Background information
- Also known as: Старая деревня
- Origin: Tel Aviv, Israel / London, UK
- Genres: Psychedelic folk; krautrock; post punk; free improvisation; experimental;
- Years active: 1994 – present
- Labels: Auris Media records; Ramble records; Blue tapes; Raash records; Steep gloss; TQN-aut; Otoroku; Linear Obsessional Recordings;
- Members: Gosha Shtasel; Ran Nahmias; Maya Pik; Grundik Kasyansky; Danil Gertman; Miguel Pérez;
- Past members: Amos Ungar; Igor Kungurov; Kirill Taltaev; Paul Turrell; Uri Borodin;
- Website: starayaderevnya.co.uk

= Staraya derevnya =

Experimental psychedelic band

Staraya derevnya (Russian: Старая деревня, "Old village") is an experimental psychedelic band that has been active since 1994. It is named after the historic district of Saint Petersburg.
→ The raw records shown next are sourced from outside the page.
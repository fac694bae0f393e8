//! Client configuration

use std::net::{IpAddr, Ipv4Addr, SocketAddr};
use std::time::Duration;

use crate::protocol::constants::*;

/// Client configuration options
#[derive(Debug, Clone)]
pub struct ClientConfig {
    /// Server control channel address
    pub control_addr: SocketAddr,

    /// Server handshake address; hellos go here
    pub video_server_addr: SocketAddr,

    /// Local UDP address video is received on; must be unique per client on a host
    pub video_listen_addr: SocketAddr,

    /// Name sent as `sender_id` with chat messages
    pub sender_name: Option<String>,

    /// Consecutive failed connects before giving up (`None` = retry forever)
    pub max_retries: Option<u32>,

    /// Pause between connection attempts
    pub retry_delay: Duration,

    /// Upper bound on a single connect attempt
    pub connect_timeout: Duration,

    /// Upper bound on a single request write
    pub write_timeout: Duration,

    /// Hello resend interval; must stay below the server's TTL
    pub hello_interval: Duration,

    /// How often complete frames are drained to the sink
    pub drain_interval: Duration,

    /// Incomplete frames lagging the newest by more than this are purged
    pub stale_frame_bound: u32,

    /// Longest accepted line from the server, in bytes
    pub max_line_len: usize,
}

impl Default for ClientConfig {
    fn default() -> Self {
        Self::for_server(Ipv4Addr::LOCALHOST.into())
    }
}

impl ClientConfig {
    /// Default configuration pointed at a server's well-known ports
    pub fn for_server(ip: IpAddr) -> Self {
        Self {
            control_addr: SocketAddr::new(ip, DEFAULT_CONTROL_PORT),
            video_server_addr: SocketAddr::new(ip, DEFAULT_VIDEO_PORT),
            video_listen_addr: SocketAddr::new(
                Ipv4Addr::UNSPECIFIED.into(),
                DEFAULT_CLIENT_VIDEO_PORT,
            ),
            sender_name: None,
            max_retries: Some(5),
            retry_delay: Duration::from_secs(3),
            connect_timeout: Duration::from_secs(5),
            write_timeout: Duration::from_secs(5),
            hello_interval: DEFAULT_HELLO_INTERVAL,
            drain_interval: Duration::from_millis(10),
            stale_frame_bound: DEFAULT_STALE_FRAME_BOUND,
            max_line_len: 16 * 1024 * 1024,
        }
    }

    pub fn control_addr(mut self, addr: SocketAddr) -> Self {
        self.control_addr = addr;
        self
    }

    pub fn video_server_addr(mut self, addr: SocketAddr) -> Self {
        self.video_server_addr = addr;
        self
    }

    pub fn video_listen_addr(mut self, addr: SocketAddr) -> Self {
        self.video_listen_addr = addr;
        self
    }

    /// Set the chat sender name (blank names are ignored)
    pub fn sender_name(mut self, name: impl Into<String>) -> Self {
        let name = name.into();
        let name = name.trim();
        self.sender_name = if name.is_empty() {
            None
        } else {
            Some(name.to_string())
        };
        self
    }

    /// Give up after `retries` consecutive failed connects
    pub fn max_retries(mut self, retries: u32) -> Self {
        self.max_retries = Some(retries.max(1));
        self
    }

    /// Never give up reconnecting
    pub fn retry_forever(mut self) -> Self {
        self.max_retries = None;
        self
    }

    pub fn retry_delay(mut self, delay: Duration) -> Self {
        self.retry_delay = delay;
        self
    }

    pub fn connect_timeout(mut self, timeout: Duration) -> Self {
        self.connect_timeout = timeout;
        self
    }

    pub fn write_timeout(mut self, timeout: Duration) -> Self {
        self.write_timeout = timeout;
        self
    }

    /// Set the hello interval, capped below the default receiver TTL
    pub fn hello_interval(mut self, interval: Duration) -> Self {
        self.hello_interval = interval.min(DEFAULT_RECEIVER_TTL / 2);
        self
    }

    pub fn drain_interval(mut self, interval: Duration) -> Self {
        self.drain_interval = interval.max(Duration::from_millis(1));
        self
    }

    pub fn stale_frame_bound(mut self, bound: u32) -> Self {
        self.stale_frame_bound = bound;
        self
    }

    pub fn max_line_len(mut self, len: usize) -> Self {
        self.max_line_len = len;
        self
    }
}
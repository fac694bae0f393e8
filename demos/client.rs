//! Demo vidcast client
//!
//! Connects to the control channel, prints announcements and chat as they
//! arrive and registers for video, printing the size of every reassembled
//! frame. Lines typed on stdin are sent as chat; `/announce <text>` asks
//! the server to create an announcement.
//!
//! Run with:
//!   cargo run --example demo_client
//!   cargo run --example demo_client -- --server 192.168.1.10 --name laptop
//!   cargo run --example demo_client -- --video-port 5002 --retry-forever

use std::net::{IpAddr, SocketAddr};
use std::sync::Arc;

use clap::Parser;
use tokio::io::{AsyncBufReadExt, BufReader};
use tokio_util::sync::CancellationToken;

use vidcast::client::{ClientConfig, ControlClient, ControlEvent, VideoReceiver};
use vidcast::media::CompletedFrame;

/// Announcement/chat client and video receiver
#[derive(Parser, Debug)]
#[command(author, version, about, long_about = None)]
struct Args {
    /// Server IP address
    #[arg(long, default_value = "127.0.0.1")]
    server: IpAddr,

    /// Local UDP port for video; each client on a host needs its own
    #[arg(long, default_value_t = 5001)]
    video_port: u16,

    /// Name shown next to chat messages
    #[arg(long)]
    name: Option<String>,

    /// Keep reconnecting instead of giving up
    #[arg(long)]
    retry_forever: bool,
}

#[tokio::main]
async fn main() -> Result<(), Box<dyn std::error::Error>> {
    let args = Args::parse();

    tracing_subscriber::fmt()
        .with_env_filter(
            tracing_subscriber::EnvFilter::from_default_env()
                .add_directive("vidcast=info".parse()?)
                .add_directive("demo_client=info".parse()?),
        )
        .init();

    let mut config = ClientConfig::for_server(args.server)
        .video_listen_addr(SocketAddr::new([0, 0, 0, 0].into(), args.video_port));
    if let Some(name) = &args.name {
        config = config.sender_name(name.as_str());
    }
    if args.retry_forever {
        config = config.retry_forever();
    }

    let shutdown = CancellationToken::new();

    let receiver = VideoReceiver::bind(&config, &shutdown).await?;
    println!("Receiving video on {}", receiver.local_addr()?);
    let video = tokio::spawn(receiver.run(
        |frame: CompletedFrame| println!("Frame {}: {} bytes", frame.frame_id, frame.data.len()),
        shutdown.clone(),
    ));

    let (client, mut events) = ControlClient::new(config);
    let client = Arc::new(client);
    let control = {
        let client = Arc::clone(&client);
        let shutdown = shutdown.clone();
        tokio::spawn(async move { client.run(shutdown).await })
    };

    let printer = tokio::spawn(async move {
        while let Some(event) = events.recv().await {
            print_event(&event);
        }
    });

    println!("Type to chat, /announce <text> to announce, Ctrl+C to quit");
    let mut lines = BufReader::new(tokio::io::stdin()).lines();
    loop {
        tokio::select! {
            _ = tokio::signal::ctrl_c() => break,
            _ = shutdown.cancelled() => break,
            line = lines.next_line() => {
                let Some(line) = line? else { break };
                let result = match line.strip_prefix("/announce ") {
                    Some(text) => client.create_announcement(text).await,
                    None => client.send_chat(&line).await,
                };
                if let Err(e) = result {
                    println!("Not sent: {}", e);
                }
            }
        }
    }

    shutdown.cancel();
    let final_state = control.await?;
    let stats = video.await?;
    printer.abort();

    println!();
    println!("Control: {:?}", final_state);
    println!("Frames delivered: {}", stats.frames_delivered);
    println!("Frames purged:    {}", stats.frames_purged);
    println!("Malformed:        {}", stats.malformed_packets);
    Ok(())
}

fn print_event(event: &ControlEvent) {
    match event {
        ControlEvent::StateChanged(state) => println!("* {:?}", state),
        ControlEvent::Announcements(list) => {
            println!("--- {} announcements ---", list.len());
            for announcement in list {
                println!("[{}] {}", announcement.timestamp, announcement.message);
            }
        }
        ControlEvent::NewAnnouncement(announcement) => {
            println!("!!! {}", announcement.message)
        }
        ControlEvent::ChatHistory(history) => {
            println!("--- {} chat messages ---", history.len());
            for chat in history {
                println!("<{}> {}", chat.sender, chat.message);
            }
        }
        ControlEvent::Chat(chat) => println!("<{}> {}", chat.sender, chat.message),
        ControlEvent::AnnouncementError(message) => println!("Announcement refused: {}", message),
        ControlEvent::ServerError(message) => println!("Server error: {}", message),
        ControlEvent::ConnectionLost => println!("* Connection lost, retrying"),
    }
}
The group's music style is self-defined as "krautfolk" and is characterised by free-form jams, hypnotic rhythmic patterns and an eclectic mix of instruments. Their live performances are described as played in near-total darkness in order to shift audience attention to projected animated paintings, improvised together with the music.

==Discography==
Studio albums
- Garden window escape (2025), Ramble records, Auris Media records
- Boulder blues (2022), Ramble records
- Inwards opened the floor. (2020), Raash records
- Still life with apples, Collaboration with Hans Grusel's Krankenkabinet (2020), Steep Gloss
- Kadita sessions (2016)
- From inside the log (2010)
- Expedition (1999, Remastered edition 2009)

Live albums
- Blue forty-nine (2023), Blue tapes
- Oto / Tusk (2020), TQN-aut
- Live at Cafe Oto 13.10.17 (2018), OTORoku

Compilations
- Forgot what was important (2022), Ramble records
- A view from a hill (2017), Linear Obsessional Recordings
- Utterances (2016), Linear Obsessional Recordings
- Gnashing of the teeth of time (2013), Weakie Disks
- Сеть-5 Альмагест (2001), Bomba-Piter

Singles
- I'm thicket (2008)
- Onelegged (2007)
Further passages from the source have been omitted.